## [Exercise]
Each line of the data should be duplicated precisely.

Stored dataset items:
· · · ·
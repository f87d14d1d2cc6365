use std::net::SocketAddr;
use std::path::PathBuf;
use std::sync::Arc;
use std::time::Duration;

use anyhow::{Context, Result};
use sha2::{Digest, Sha256};
use tokio::signal;
use tokio::sync::{broadcast, mpsc};
use tracing::{error, info, warn};
use tracing_subscriber::{layer::SubscriberExt, util::SubscriberInitExt};

use modis_runner_core::{
    create_audit_system, load_config, validate_config, AuditEvent, AuditStore,
    BroadcastPublisher, PassOrchestrator, PassTracker, ProcessStageRunner, ResultPublisher,
    SqliteAuditStore, StageRunner, TriggerListener,
};
use modis_runner_server::api::{create_router, spawn_forwarder, WsBroadcaster};
use modis_runner_server::state::AppState;

/// Application version
const VERSION: &str = env!("CARGO_PKG_VERSION");

/// Buffer size for audit event channel
const AUDIT_BUFFER_SIZE: usize = 1000;

/// How long to wait for the audit writer to flush on shutdown
const AUDIT_FLUSH_TIMEOUT: Duration = Duration::from_secs(5);

#[tokio::main]
async fn main() {
    if let Err(e) = run().await {
        error!("Fatal error: {:#}", e);
        std::process::exit(1);
    }
}

fn init_tracing() {
    let filter = tracing_subscriber::EnvFilter::try_from_default_env()
        .unwrap_or_else(|_| "info,tower_http=debug".into());
    let json = std::env::var("MODIS_RUNNER_LOG_FORMAT")
        .map(|v| v.eq_ignore_ascii_case("json"))
        .unwrap_or(false);

    if json {
        tracing_subscriber::registry()
            .with(filter)
            .with(tracing_subscriber::fmt::layer().json())
            .init();
    } else {
        tracing_subscriber::registry()
            .with(filter)
            .with(tracing_subscriber::fmt::layer())
            .init();
    }
}

async fn run() -> Result<()> {
    init_tracing();

    let config_path = std::env::var("MODIS_RUNNER_CONFIG")
        .map(PathBuf::from)
        .unwrap_or_else(|_| PathBuf::from("config.toml"));

    info!("Loading configuration from {:?}", config_path);
    let config = load_config(&config_path)
        .with_context(|| format!("Failed to load config from {:?}", config_path))?;
    validate_config(&config).context("Configuration validation failed")?;

    info!("Configuration loaded successfully");
    info!("Database path: {:?}", config.database.path);
    for (platform, spec) in config.pipelines.iter() {
        info!(
            "Pipeline {}: {} stage(s), {} raw input(s)",
            platform,
            spec.stages.len(),
            spec.raw_inputs.len()
        );
    }

    let config_json = serde_json::to_string(&config).unwrap_or_default();
    let config_hash = format!("{:x}", Sha256::digest(config_json.as_bytes()));
    let config_hash_short = &config_hash[..16];

    let audit_store: Arc<dyn AuditStore> = Arc::new(
        SqliteAuditStore::new(&config.database.path).context("Failed to create audit store")?,
    );
    info!("Audit store initialized");

    let (audit_handle, audit_writer) =
        create_audit_system(Arc::clone(&audit_store), AUDIT_BUFFER_SIZE);
    let writer_handle = tokio::spawn(audit_writer.run());

    audit_handle
        .emit(AuditEvent::ServiceStarted {
            version: VERSION.to_string(),
            config_hash: config_hash_short.to_string(),
        })
        .await;

    // Pass tracking and stage execution
    let tracker = Arc::new(PassTracker::new(
        config.tracker.clone(),
        Arc::new(config.pipelines.clone()),
    ));
    let runner: Arc<dyn StageRunner> =
        Arc::new(ProcessStageRunner::new(config.stage_runner.clone()));

    // Product notifications go to an in-process broadcast, relayed to WebSocket clients
    let broadcast_publisher = Arc::new(BroadcastPublisher::new(config.publisher.channel_capacity));
    let result_publisher = Arc::new(
        ResultPublisher::new(config.publisher.clone(), broadcast_publisher.clone())
            .with_audit(audit_handle.clone()),
    );
    info!(
        "Publishing products on {} for station {}",
        config.publisher.topic, config.publisher.station
    );

    let orchestrator = PassOrchestrator::new(
        config.orchestrator.clone(),
        config.locator.clone(),
        Arc::clone(&tracker),
        runner,
    )
    .with_publisher(result_publisher)
    .with_audit(audit_handle.clone());

    if config.orchestrator.enabled {
        orchestrator.start().await;
        info!("Pass orchestrator started");
    } else {
        warn!("Orchestrator disabled in config; triggers are tracked but not processed");
    }

    // Shutdown signal for the listener and the WebSocket forwarder
    let (shutdown_tx, _) = broadcast::channel::<()>(1);

    let (trigger_tx, trigger_rx) = mpsc::channel(config.listener.channel_capacity);
    let listener = TriggerListener::new(config.listener.clone(), Arc::clone(&tracker))
        .with_audit(audit_handle.clone())
        .with_wake(orchestrator.wake_handle());
    let listener_handle = tokio::spawn(listener.run(trigger_rx, shutdown_tx.subscribe()));

    let ws_broadcaster = WsBroadcaster::default();
    let forwarder_handle = spawn_forwarder(
        ws_broadcaster.clone(),
        broadcast_publisher.subscribe(),
        orchestrator.subscribe(),
        shutdown_tx.subscribe(),
    );

    let state = Arc::new(AppState::new(
        config.clone(),
        audit_store,
        tracker,
        orchestrator.clone(),
        trigger_tx,
        ws_broadcaster,
    ));
    let app = create_router(state);

    let addr = SocketAddr::new(config.server.host, config.server.port);
    info!("Starting server on {}", addr);

    let listener = tokio::net::TcpListener::bind(addr)
        .await
        .with_context(|| format!("Failed to bind to {}", addr))?;

    axum::serve(listener, app)
        .with_graceful_shutdown(shutdown_signal())
        .await
        .context("Server error")?;

    info!("Server shutting down...");
    if config.orchestrator.enabled {
        orchestrator.stop().await;
    }
    let _ = shutdown_tx.send(());
    let _ = listener_handle.await;
    let _ = forwarder_handle.await;

    audit_handle
        .emit(AuditEvent::ServiceStopped {
            reason: "graceful_shutdown".to_string(),
        })
        .await;

    // The writer only finishes once every AuditHandle clone is gone.
    drop(orchestrator);
    drop(audit_handle);

    match tokio::time::timeout(AUDIT_FLUSH_TIMEOUT, writer_handle).await {
        Ok(_) => info!("Audit writer stopped"),
        Err(_) => warn!("Audit writer did not finish within {:?}", AUDIT_FLUSH_TIMEOUT),
    }

    Ok(())
}

/// Wait for shutdown signal (Ctrl+C or SIGTERM)
async fn shutdown_signal() {
    let ctrl_c = async {
        if let Err(e) = signal::ctrl_c().await {
            error!("Failed to listen for Ctrl+C: {}", e);
            std::future::pending::<()>().await;
        }
    };

    #[cfg(unix)]
    let terminate = async {
        match signal::unix::signal(signal::unix::SignalKind::terminate()) {
            Ok(mut sigterm) => {
                sigterm.recv().await;
            }
            Err(e) => {
                error!("Failed to install SIGTERM handler: {}", e);
                std::future::pending::<()>().await;
            }
        }
    };

    #[cfg(not(unix))]
    let terminate = std::future::pending::<()>();

    tokio::select! {
        _ = ctrl_c => {},
        _ = terminate => {},
    }
}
· · · ·
## [Problem solution]
repository f87d14d1d2cc6365
use std::net::SocketAddr;
use std::path::PathBuf;
use std::sync::Arc;
use std::time::Duration;

use anyhow::{Context, Result};
use sha2::{Digest, Sha256};
use tokio::signal;
use tokio::sync::{broadcast, mpsc};
use tracing::{error, info, warn};
use tracing_subscriber::{layer::SubscriberExt, util::SubscriberInitExt};

use modis_runner_core::{
    create_audit_system, load_config, validate_config, AuditEvent, AuditStore,
    BroadcastPublisher, PassOrchestrator, PassTracker, ProcessStageRunner, ResultPublisher,
    SqliteAuditStore, StageRunner, TriggerListener,
};
use modis_runner_server::api::{create_router, spawn_forwarder, WsBroadcaster};
use modis_runner_server::state::AppState;

/// Application version
const VERSION: &str = env!("CARGO_PKG_VERSION");

/// Buffer size for audit event channel
const AUDIT_BUFFER_SIZE: usize = 1000;

/// How long to wait for the audit writer to flush on shutdown
const AUDIT_FLUSH_TIMEOUT: Duration = Duration::from_secs(5);

#[tokio::main]
async fn main() {
    if let Err(e) = run().await {
        error!("Fatal error: {:#}", e);
        std::process::exit(1);
    }
}

fn init_tracing() {
    let filter = tracing_subscriber::EnvFilter::try_from_default_env()
        .unwrap_or_else(|_| "info,tower_http=debug".into());
    let json = std::env::var("MODIS_RUNNER_LOG_FORMAT")
        .map(|v| v.eq_ignore_ascii_case("json"))
        .unwrap_or(false);

    if json {
        tracing_subscriber::registry()
            .with(filter)
            .with(tracing_subscriber::fmt::layer().json())
            .init();
    } else {
        tracing_subscriber::registry()
            .with(filter)
            .with(tracing_subscriber::fmt::layer())
            .init();
    }
}

async fn run() -> Result<()> {
    init_tracing();

    let config_path = std::env::var("MODIS_RUNNER_CONFIG")
        .map(PathBuf::from)
        .unwrap_or_else(|_| PathBuf::from("config.toml"));

    info!("Loading configuration from {:?}", config_path);
    let config = load_config(&config_path)
        .with_context(|| format!("Failed to load config from {:?}", config_path))?;
    validate_config(&config).context("Configuration validation failed")?;

    info!("Configuration loaded successfully");
    info!("Database path: {:?}", config.database.path);
    for (platform, spec) in config.pipelines.iter() {
        info!(
            "Pipeline {}: {} stage(s), {} raw input(s)",
            platform,
            spec.stages.len(),
            spec.raw_inputs.len()
        );
    }

    let config_json = serde_json::to_string(&config).unwrap_or_default();
    let config_hash = format!("{:x}", Sha256::digest(config_json.as_bytes()));
    let config_hash_short = &config_hash[..16];

    let audit_store: Arc<dyn AuditStore> = Arc::new(
        SqliteAuditStore::new(&config.database.path).context("Failed to create audit store")?,
    );
    info!("Audit store initialized");

    let (audit_handle, audit_writer) =
        create_audit_system(Arc::clone(&audit_store), AUDIT_BUFFER_SIZE);
    let writer_handle = tokio::spawn(audit_writer.run());

    audit_handle
        .emit(AuditEvent::ServiceStarted {
            version: VERSION.to_string(),
            config_hash: config_hash_short.to_string(),
        })
        .await;

    // Pass tracking and stage execution
    let tracker = Arc::new(PassTracker::new(
        config.tracker.clone(),
        Arc::new(config.pipelines.clone()),
    ));
    let runner: Arc<dyn StageRunner> =
        Arc::new(ProcessStageRunner::new(config.stage_runner.clone()));

    // Product notifications go to an in-process broadcast, relayed to WebSocket clients
    let broadcast_publisher = Arc::new(BroadcastPublisher::new(config.publisher.channel_capacity));
    let result_publisher = Arc::new(
        ResultPublisher::new(config.publisher.clone(), broadcast_publisher.clone())
            .with_audit(audit_handle.clone()),
    );
    info!(
        "Publishing products on {} for station {}",
        config.publisher.topic, config.publisher.station
    );

    let orchestrator = PassOrchestrator::new(
        config.orchestrator.clone(),
        config.locator.clone(),
        Arc::clone(&tracker),
        runner,
    )
    .with_publisher(result_publisher)
    .with_audit(audit_handle.clone());

    if config.orchestrator.enabled {
        orchestrator.start().await;
        info!("Pass orchestrator started");
    } else {
        warn!("Orchestrator disabled in config; triggers are tracked but not processed");
    }

    // Shutdown signal for the listener and the WebSocket forwarder
    let (shutdown_tx, _) = broadcast::channel::<()>(1);

    let (trigger_tx, trigger_rx) = mpsc::channel(config.listener.channel_capacity);
    let listener = TriggerListener::new(config.listener.clone(), Arc::clone(&tracker))
        .with_audit(audit_handle.clone())
        .with_wake(orchestrator.wake_handle());
    let listener_handle = tokio::spawn(listener.run(trigger_rx, shutdown_tx.subscribe()));

    let ws_broadcaster = WsBroadcaster::default();
    let forwarder_handle = spawn_forwarder(
        ws_broadcaster.clone(),
        broadcast_publisher.subscribe(),
        orchestrator.subscribe(),
        shutdown_tx.subscribe(),
    );

    let state = Arc::new(AppState::new(
        config.clone(),
        audit_store,
        tracker,
        orchestrator.clone(),
        trigger_tx,
        ws_broadcaster,
    ));
    let app = create_router(state);

    let addr = SocketAddr::new(config.server.host, config.server.port);
    info!("Starting server on {}", addr);

    let listener = tokio::net::TcpListener::bind(addr)
        .await
        .with_context(|| format!("Failed to bind to {}", addr))?;

    axum::serve(listener, app)
        .with_graceful_shutdown(shutdown_signal())
        .await
        .context("Server error")?;

    info!("Server shutting down...");
    if config.orchestrator.enabled {
        orchestrator.stop().await;
    }
    let _ = shutdown_tx.send(());
    let _ = listener_handle.await;
    let _ = forwarder_handle.await;

    audit_handle
        .emit(AuditEvent::ServiceStopped {
            reason: "graceful_shutdown".to_string(),
        })
        .await;

    // The writer only finishes once every AuditHandle clone is gone.
    drop(orchestrator);
    drop(audit_handle);

    match tokio::time::timeout(AUDIT_FLUSH_TIMEOUT, writer_handle).await {
        Ok(_) => info!("Audit writer stopped"),
        Err(_) => warn!("Audit writer did not finish within {:?}", AUDIT_FLUSH_TIMEOUT),
    }

    Ok(())
}

/// Wait for shutdown signal (Ctrl+C or SIGTERM)
async fn shutdown_signal() {
    let ctrl_c = async {
        if let Err(e) = signal::ctrl_c().await {
            error!("Failed to listen for Ctrl+C: {}", e);
            std::future::pending::<()>().await;
        }
    };

    #[cfg(unix)]
    let terminate = async {
        match signal::unix::signal(signal::unix::SignalKind::terminate()) {
            Ok(mut sigterm) => {
                sigterm.recv().await;
            }
            Err(e) => {
                error!("Failed to install SIGTERM handler: {}", e);
                std::future::pending::<()>().await;
            }
        }
    };

    #[cfg(not(unix))]
    let terminate = std::future::pending::<()>();

    tokio::select! {
        _ = ctrl_c => {},
        _ = terminate => {},
    }
}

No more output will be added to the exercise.